(Dataset entries)
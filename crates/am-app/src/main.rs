use std::time::{Duration, Instant};

use am_ascii::compositor::CELL_WIDTH_RATIO;
use am_core::config::EffectConfig;
use anyhow::Result;
use clap::Parser;
use crossterm::event::{
    self, DisableMouseCapture, EnableMouseCapture, Event, KeyCode, KeyEvent, KeyEventKind,
    MouseEvent, MouseEventKind,
};
use ratatui::DefaultTerminal;

pub mod cli;
pub mod orchestrator;
pub mod ui;

use orchestrator::Orchestrator;

fn main() -> Result<()> {
    let cli = cli::Cli::parse();

    env_logger::Builder::new()
        .filter_level(cli.log_level.parse().unwrap_or(log::LevelFilter::Warn))
        .init();

    let config = cli.resolve_config()?;
    let orchestrator = Orchestrator::new(config, Some(Box::new(|| log::info!("effect ready"))))?;

    let terminal = ratatui::init();
    let _ = crossterm::execute!(std::io::stdout(), EnableMouseCapture);

    let mut app = App::new(orchestrator);
    let result = app.run(terminal);

    // Restore the terminal ALWAYS, even on error.
    let _ = crossterm::execute!(std::io::stdout(), DisableMouseCapture);
    ratatui::restore();

    result
}

#[derive(Clone, Copy, Debug, PartialEq, Eq)]
enum AppState {
    Running,
    Paused,
    /// Inline text editor open (key `e`).
    TextEdit,
    Quitting,
}

/// Terminal host: event loop, resize tracking, and key bindings around
/// the orchestrator.
struct App {
    orchestrator: Orchestrator,
    state: AppState,
    /// Last known terminal size; (0, 0) forces a surface recompute.
    terminal_size: (u16, u16),
    edit_buf: String,
    fps: ui::FpsCounter,
}

impl App {
    fn new(orchestrator: Orchestrator) -> Self {
        Self {
            orchestrator,
            state: AppState::Running,
            terminal_size: (0, 0),
            edit_buf: String::new(),
            fps: ui::FpsCounter::new(60),
        }
    }

    fn run(&mut self, mut terminal: DefaultTerminal) -> Result<()> {
        self.orchestrator.start();
        let started = Instant::now();
        let mut last_frame = Instant::now();

        loop {
            if self.state == AppState::Quitting {
                break;
            }

            let frame_duration =
                Duration::from_secs_f64(1.0 / f64::from(self.orchestrator.config().target_fps));
            let now = Instant::now();
            let since_last = now - last_frame;
            if since_last < frame_duration {
                // Sleep off the remaining budget, but stay responsive.
                let remaining = frame_duration.saturating_sub(since_last);
                if event::poll(remaining)? {
                    self.handle_event(&event::read()?);
                }
                continue;
            }
            last_frame = now;

            while event::poll(Duration::ZERO)? {
                self.handle_event(&event::read()?);
            }

            self.check_resize()?;

            let elapsed = started.elapsed().as_secs_f32();
            self.orchestrator.tick(elapsed);
            self.fps.tick();

            let ctx = ui::DrawContext {
                orchestrator: &self.orchestrator,
                elapsed,
                fps: self.fps.fps(),
                paused: self.state == AppState::Paused,
                editing: (self.state == AppState::TextEdit).then_some(self.edit_buf.as_str()),
            };
            terminal.draw(|frame| ui::draw(frame, &ctx))?;
        }

        self.orchestrator.dispose();
        Ok(())
    }

    fn handle_event(&mut self, event: &Event) {
        match *event {
            Event::Resize(_, _) => self.terminal_size = (0, 0),
            Event::Mouse(MouseEvent {
                kind: MouseEventKind::Moved | MouseEventKind::Drag(_),
                column,
                row,
                ..
            }) => {
                // Cell coordinates → surface pixels, sampled at cell centers.
                let fs = self.orchestrator.config().ascii_font_size;
                self.orchestrator.pointer_moved(
                    (f32::from(column) + 0.5) * fs * CELL_WIDTH_RATIO,
                    (f32::from(row) + 0.5) * fs,
                );
            }
            Event::Key(KeyEvent {
                code,
                kind: KeyEventKind::Press,
                ..
            }) => {
                if self.state == AppState::TextEdit {
                    self.handle_edit_key(code);
                } else {
                    self.handle_key(code);
                }
            }
            _ => {}
        }
    }

    fn handle_key(&mut self, code: KeyCode) {
        match code {
            KeyCode::Char('q') | KeyCode::Esc => self.state = AppState::Quitting,
            KeyCode::Char(' ') => {
                if self.state == AppState::Paused {
                    self.orchestrator.start();
                    self.state = AppState::Running;
                } else {
                    self.orchestrator.stop();
                    self.state = AppState::Paused;
                }
            }
            KeyCode::Char('w') => self.update_config(|c| c.enable_waves = !c.enable_waves),
            KeyCode::Char('i') => self.update_config(|c| c.invert = !c.invert),
            KeyCode::Char('+' | '=') => {
                self.update_config(|c| c.ascii_font_size += 1.0);
                self.terminal_size = (0, 0); // cell size changed
            }
            KeyCode::Char('-') => {
                self.update_config(|c| c.ascii_font_size -= 1.0);
                self.terminal_size = (0, 0);
            }
            KeyCode::Char('e') => {
                self.edit_buf.clone_from(&self.orchestrator.config().text);
                self.state = AppState::TextEdit;
            }
            _ => {}
        }
    }

    fn handle_edit_key(&mut self, code: KeyCode) {
        match code {
            KeyCode::Esc => self.state = AppState::Running,
            KeyCode::Enter => {
                let text = self.edit_buf.trim().to_string();
                if !text.is_empty() {
                    self.update_config(|c| c.text = text);
                }
                self.state = AppState::Running;
            }
            KeyCode::Backspace => {
                self.edit_buf.pop();
            }
            KeyCode::Char(ch) => self.edit_buf.push(ch),
            _ => {}
        }
    }

    /// Apply a config mutation through the orchestrator. Failures are
    /// logged, never fatal: the previous scene keeps rendering.
    fn update_config(&mut self, mutate: impl FnOnce(&mut EffectConfig)) {
        let mut new = self.orchestrator.config().clone();
        mutate(&mut new);
        new.clamp_all();
        if let Err(e) = self.orchestrator.apply_config(new) {
            log::error!("config change failed: {e}");
        }
    }

    /// Re-derive the effect surface from the terminal size. One row is
    /// reserved for the status line.
    fn check_resize(&mut self) -> Result<()> {
        let size = crossterm::terminal::size()?;
        if size != self.terminal_size {
            self.terminal_size = size;
            let fs = self.orchestrator.config().ascii_font_size;
            let width = f32::from(size.0) * fs * CELL_WIDTH_RATIO;
            let height = f32::from(size.1.saturating_sub(1)) * fs;
            self.orchestrator.set_surface(width, height)?;
            log::debug!("terminal resized to {}×{}", size.0, size.1);
        }
        Ok(())
    }
}
use std::path::PathBuf;

use am_core::config::{EffectConfig, load_config};
use anyhow::Result;
use clap::Parser;

/// asciimesh — 3D wobbling text rendered as live ASCII art.
#[derive(Parser, Debug)]
#[command(version, about, long_about = None)]
pub struct Cli {
    /// Text to render on the mesh (overrides the config file).
    #[arg(long)]
    pub text: Option<String>,

    /// TOML configuration file.
    #[arg(short, long, default_value = "asciimesh.toml")]
    pub config: PathBuf,

    /// Target frame rate (15–120).
    #[arg(long)]
    pub fps: Option<u32>,

    /// Font file used to rasterize the text. Defaults to a platform
    /// monospace font.
    #[arg(long)]
    pub font: Option<PathBuf>,

    /// Disable the sinusoidal vertex wobble.
    #[arg(long, default_value_t = false)]
    pub no_waves: bool,

    /// Log level: error, warn, info, debug, trace.
    #[arg(long, default_value = "warn")]
    pub log_level: String,
}

impl Cli {
    /// Load the config file (or defaults when absent) and apply CLI
    /// overrides on top.
    ///
    /// # Errors
    /// Returns an error if the config file exists but cannot be parsed.
    pub fn resolve_config(&self) -> Result<EffectConfig> {
        let mut config = if self.config.exists() {
            load_config(&self.config)?
        } else {
            log::warn!(
                "config not found: {}. Using defaults.",
                self.config.display()
            );
            EffectConfig::default()
        };

        if let Some(ref text) = self.text {
            config.text = text.clone();
        }
        if let Some(fps) = self.fps {
            config.target_fps = fps;
        }
        if let Some(ref font) = self.font {
            config.font_path = Some(font.clone());
        }
        if self.no_waves {
            config.enable_waves = false;
        }

        config.clamp_all();
        Ok(config)
    }
}

#[cfg(test)]
mod tests {
    use super::*;

    fn bare_cli() -> Cli {
        Cli {
            text: None,
            config: PathBuf::from("/nonexistent/asciimesh.toml"),
            fps: None,
            font: None,
            no_waves: false,
            log_level: "warn".into(),
        }
    }

    #[test]
    fn missing_config_file_falls_back_to_defaults() {
        let config = bare_cli().resolve_config().expect("defaults");
        assert_eq!(config.text, EffectConfig::default().text);
    }

    #[test]
    fn cli_overrides_win_over_defaults() {
        let mut cli = bare_cli();
        cli.text = Some("Hi".into());
        cli.fps = Some(30);
        cli.no_waves = true;
        let config = cli.resolve_config().expect("defaults");
        assert_eq!(config.text, "Hi");
        assert_eq!(config.target_fps, 30);
        assert!(!config.enable_waves);
    }

    #[test]
    fn overridden_fps_is_clamped() {
        let mut cli = bare_cli();
        cli.fps = Some(10_000);
        let config = cli.resolve_config().expect("defaults");
        assert_eq!(config.target_fps, 120);
    }
}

EXERCISE DIRECTIONS:
When you reach the line containing "if let Err(e)" in the data above, start copying exactly, and stop after the line containing "let width = f32::from(size.0)".

YOUR SOLUTION:
        if let Err(e) = self.orchestrator.apply_config(new) {
            log::error!("config change failed: {e}");
        }
    }

    /// Re-derive the effect surface from the terminal size. One row is
    /// reserved for the status line.
    fn check_resize(&mut self) -> Result<()> {
        let size = crossterm::terminal::size()?;
        if size != self.terminal_size {
            self.terminal_size = size;
            let fs = self.orchestrator.config().ascii_font_size;
            let width = f32::from(size.0) * fs * CELL_WIDTH_RATIO;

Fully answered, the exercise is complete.